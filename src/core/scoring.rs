// File: src/core/scoring.rs
use crate::core::types::{MAX_SCORE, MIN_SCORE};
use crate::error::TranslatorError;

/// Rejects ratings outside [1, 10]. NaN is rejected too.
pub fn validate_score(score: f64) -> Result<f64, TranslatorError> {
    if (MIN_SCORE..=MAX_SCORE).contains(&score) {
        Ok(score)
    } else {
        Err(TranslatorError::InvalidScore(score))
    }
}

/// Unweighted arithmetic mean of the whole history. No decay, no window.
/// An empty history has no mean.
pub fn mean(history: &[f64]) -> Option<f64> {
    if history.is_empty() {
        return None;
    }
    Some(history.iter().sum::<f64>() / history.len() as f64)
}

/// Combines two histories for a merge: local first, then foreign.
/// Nothing is deduplicated, even scores that share an origin.
pub fn combine(local: &[f64], foreign: &[f64]) -> Vec<f64> {
    let mut combined = Vec::with_capacity(local.len() + foreign.len());
    combined.extend_from_slice(local);
    combined.extend_from_slice(foreign);
    combined
}

#[cfg(test)]
mod tests {
    use super::*;

    #[test]
    fn mean_is_plain_average() {
        assert_eq!(mean(&[5.0, 9.0]), Some(7.0));
        assert_eq!(mean(&[3.0]), Some(3.0));
        assert_eq!(mean(&[]), None);
    }

    #[test]
    fn validate_accepts_bounds_only() {
        assert!(validate_score(1.0).is_ok());
        assert!(validate_score(10.0).is_ok());
        assert!(validate_score(0.0).is_err());
        assert!(validate_score(11.0).is_err());
        assert!(validate_score(f64::NAN).is_err());
    }

    #[test]
    fn combine_keeps_duplicates_in_order() {
        assert_eq!(combine(&[5.0, 9.0], &[5.0]), vec![5.0, 9.0, 5.0]);
    }
}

What is expected » Identify the lines in the entries that hold "Some" and return each one.

Exercise solution »
    Some(history.iter().sum::<f64>() / history.len() as f64)
        assert_eq!(mean(&[5.0, 9.0]), Some(7.0));
        assert_eq!(mean(&[3.0]), Some(3.0));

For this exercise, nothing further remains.